2. Fibroblast Isolation a. Rinsing of the dermal part with HBSS. b. Incubation of the dermis with collagenase at 1% at 37° C. for a maximum of three hours depending on the type of dermis. c. Neutralization with irradiated FCS. d. Filtration via a 40 μm cell sieve, centrifugation at 1200 revolutions per minute with a GR 2022 centrifuge for 5 minutes and seeding of the pellet at 100 000 cells per cm.sup.2 in DMEM including 10% irradiated FCS and penicillin and streptomycin at 1% for 24 hours. e. Incubation in a Jouan IG 150 incubator at 37° C., 5% CO.sub.2, for one week with medium changed every three days.
3. Preparation of a Skin Substitute a. Trypsinization of the fibroblasts with 0.025% trypsin and 0.0.1 M EDTA for 10 minutes, then neutralization with irradiated FCS, centrifugation at 1200 revolutions per minute with a GR 2022 centrifuge for 5 minutes, and seeding in DMEM including 10% FCS on a dermal matrix of sterile collagen origin, namely an Integra matrix (registered trademark) rinsed beforehand with Hank's Balanced Salt Solution (HBSS) three times, in a proportion of 30 000 fibroblasts per cm.sup.2 in a made-to-measure stainless steel incubation chamber. b. After 24 hours of culture at 37° C., 5% CO.sub.2, the incubation chamber was removed from the matrix. C. The seeded matrix was incubated at 37° C., 5% CO.sub.2 in DMEM including 10% of irradiated FCS and penicillin and streptomycin at 1% and 50 mg/mL ascorbic acid, for one week with medium changed every three days. d. Trypsinization of the keratinocytes and of the melanocytes with 0.025% trypsin and 0.0.1 M EDTA for 1 to 2 minutes in order to detach the melanocytes from the melanocyte culture dishes, for 10 minutes in order to detach the keratinocytes from the keratinocyte culture dishes. Neutralization with irradiated FCS and centrifugation and seeding at 400 000 cells per cm.sup.2 in an incubation chamber of a mixture containing 1 melanocyte per 19 keratinocytes. e. Adhesion for 24 hours. f. Submersion for seven days in modified green medium: DMEM/Ham's F12/10% FCS including hyaluronic acid at 50 mg/ml. g. Interface for 7 days in modified Green medium: DMEM/Ham's F12 including 10% FCS, hyaluronic acid at 50 mg/ml and 50 mg/ml ascorbic acid and antibiotics, namely 1% penicillin-streptomycin.

(15) FIG. 1 represents a diagram of the steps for obtaining a skin substitute.

(16) In the present example, two skin substitutes obtained had (keratinocytes+melanocytes)/fibroblasts ratios of 13.3. For the ratio of 13.3, during the steps of depositing the fibroblasts and the keratinocytes/melanocytes mixture, the amounts of cells seeded were respectively 15 000 for the fibroblasts, 10 000 for the melanocytes and 190 000 for the keratinocytes.

(17) Once the substitute had been obtained, it was fixed in 4% formol, embedded in paraffin, then a 4 μm section was cut, and then hematoxylin-eosin staining was performed in order to label the various layers of the skin.

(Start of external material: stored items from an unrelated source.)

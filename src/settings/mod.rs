//! Settings dialog
//!
//! The form state in [`form`] is plain data bound to the preferences
//! document; the GTK window that presents it is optional.

pub mod form;

#[cfg(feature = "gui")]
mod dialog;

#[cfg(feature = "gui")]
pub use dialog::*;

#[cfg(not(feature = "gui"))]
pub fn show_settings_dialog(
    _prefs_path: std::path::PathBuf,
    _event_tx: crossbeam_channel::Sender<crate::AppEvent>,
) {
    tracing::warn!(
        "Settings dialog requires the 'gui' feature. Rebuild with: cargo build --features gui"
    );
}
use std::io::Cursor;
use std::sync::Mutex;

use anyhow::Result;
use readnext::llm::{LlmProvider, LlmRequest, LlmResponse, UsageMetadata};
use readnext::run_pipeline;

/// Stub provider returning a canned completion and recording the requests it
/// receives.
struct StubProvider {
    completion: String,
    requests: Mutex<Vec<LlmRequest>>,
}

impl StubProvider {
    fn new(completion: &str) -> Self {
        Self {
            completion: completion.to_string(),
            requests: Mutex::new(Vec::new()),
        }
    }
}

#[async_trait::async_trait]
impl LlmProvider for StubProvider {
    async fn generate(&self, request: LlmRequest) -> Result<LlmResponse> {
        self.requests.lock().unwrap().push(request);
        Ok(LlmResponse {
            content: self.completion.clone(),
            usage: UsageMetadata::default(),
            model: "stub".to_string(),
        })
    }
}

struct FailingProvider;

#[async_trait::async_trait]
impl LlmProvider for FailingProvider {
    async fn generate(&self, _request: LlmRequest) -> Result<LlmResponse> {
        anyhow::bail!("connection refused")
    }
}

#[tokio::test]
async fn end_to_end_pipeline() {
    let provider = StubProvider::new("A\n\nB\n\nC");
    let mut input = Cursor::new(b"Intro to gRPC: covers unary/streaming RPCs\ndone\n".to_vec());
    let mut output = Vec::new();

    let state = run_pipeline(&provider, &mut input, &mut output)
        .await
        .unwrap();

    assert_eq!(
        state.read_articles,
        vec!["Intro to gRPC: covers unary/streaming RPCs"]
    );
    assert_eq!(state.recommendations, vec!["A", "B", "C"]);

    let printed = String::from_utf8(output).unwrap();
    assert!(printed.contains("推薦 1\nA\n"));
    assert!(printed.contains("推薦 2\nB\n"));
    assert!(printed.contains("推薦 3\nC\n"));

    // Exactly one request, embedding the collected history
    let requests = provider.requests.lock().unwrap();
    assert_eq!(requests.len(), 1);
    assert!(requests[0]
        .prompt
        .contains("Intro to gRPC: covers unary/streaming RPCs"));
    assert!(requests[0].system.is_some());
}

#[tokio::test]
async fn provider_failure_propagates_without_partial_state() {
    let mut input = Cursor::new(b"some article\ndone\n".to_vec());
    let mut output = Vec::new();

    let result = run_pipeline(&FailingProvider, &mut input, &mut output).await;

    assert!(result.is_err());
    assert!(result
        .unwrap_err()
        .to_string()
        .contains("LLM generation failed"));

    // Nothing was displayed past the collection prompts
    let printed = String::from_utf8(output).unwrap();
    assert!(!printed.contains("おすすめの技術記事"));
}

#[test]
fn missing_credential_is_detected_before_any_network_call() {
    std::env::remove_var(readnext::config::API_KEY_ENV);
    assert!(readnext::config::api_key_from_env().is_none());

    std::env::set_var(readnext::config::API_KEY_ENV, "");
    assert!(readnext::config::api_key_from_env().is_none());

    // The gate prints the user-facing message and yields no key, so the
    // caller exits before constructing a provider.
    let mut out = Vec::new();
    let key = readnext::config::require_api_key(&mut out).unwrap();
    assert!(key.is_none());
    let printed = String::from_utf8(out).unwrap();
    assert!(printed.contains("エラー: OPENAI_API_KEYが設定されていません。"));
    assert!(printed.contains(".env"));

    std::env::set_var(readnext::config::API_KEY_ENV, "sk-test");
    let mut out = Vec::new();
    let key = readnext::config::require_api_key(&mut out).unwrap();
    assert_eq!(key.as_deref(), Some("sk-test"));
    assert!(out.is_empty());
    std::env::remove_var(readnext::config::API_KEY_ENV);
}
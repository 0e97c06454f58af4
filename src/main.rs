/*
readnext - interactive CLI main.rs
Collects the user's reading history, requests three follow-up article
recommendations from an OpenAI-compatible endpoint, and prints them.
*/

use anyhow::Result;
use clap::Parser;
use std::io;
use tracing::error;
use tracing_subscriber::{fmt, EnvFilter};

use readnext::config;
use readnext::llm::remote::RemoteLlmProvider;
use readnext::run_pipeline;

#[derive(Parser, Debug)]
#[command(name = "readnext", about = "技術記事のレコメンデーションツール")]
struct Args {
    /// Chat-completion endpoint URL
    #[arg(long, default_value = config::DEFAULT_API_URL)]
    api_url: String,

    /// Model name
    #[arg(long, default_value = config::DEFAULT_MODEL)]
    model: String,

    /// Request timeout in seconds
    #[arg(long, default_value_t = 60)]
    timeout_secs: u64,

    /// Completion token budget per request
    #[arg(long, default_value_t = 1000)]
    max_tokens: usize,

    /// Override log level (info, debug, warn, error)
    #[arg(long, default_value = "warn")]
    log_level: String,
}

#[tokio::main]
async fn main() -> Result<()> {
    let args = Args::parse();

    // Initialize logging
    let filter = EnvFilter::try_new(&args.log_level).unwrap_or_else(|_| EnvFilter::new("warn"));
    fmt().with_env_filter(filter).init();

    let stdin = io::stdin();
    let mut input = stdin.lock();
    let mut output = io::stdout();

    // Load a .env file if present, then check the credential before anything
    // touches the network.
    dotenv::dotenv().ok();
    let Some(api_key) = config::require_api_key(&mut output)? else {
        return Ok(());
    };

    let provider = RemoteLlmProvider::new(args.api_url, api_key, args.model).with_defaults(
        args.timeout_secs,
        args.max_tokens,
        0.7,
    );

    // Single top-level catch-all: print the message and exit cleanly.
    if let Err(e) = run_pipeline(&provider, &mut input, &mut output).await {
        error!(%e, "pipeline failed");
        println!("エラーが発生しました: {}", e);
    }
    Ok(())
}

Observation under an optical microscope and at a magnification of ×40 was carried out. Since the microscope was coupled to a CCD camera (Nikon, software NIS element Br), photographs of the observations were taken. FIG. 2B represents an optical microscopy photograph of a skin substitute obtained according to the method in which the (keratinocytes+melanocytes)/fibroblasts ratio was 13.3. FIG. 2C represents an optical microscopy photograph of a skin substitute obtained according to the method in which the (keratinocytes+melanocytes)/fibroblasts ratio was 6.7 and FIG. 2A represents an optical microscopy photograph of a normal skin biopsy. FIGS. 6A and 6B also represent optical microscopy photographs of a skin equivalent obtained according to the method in which the (keratinocytes+melanocytes)/fibroblasts ratio was 13.3.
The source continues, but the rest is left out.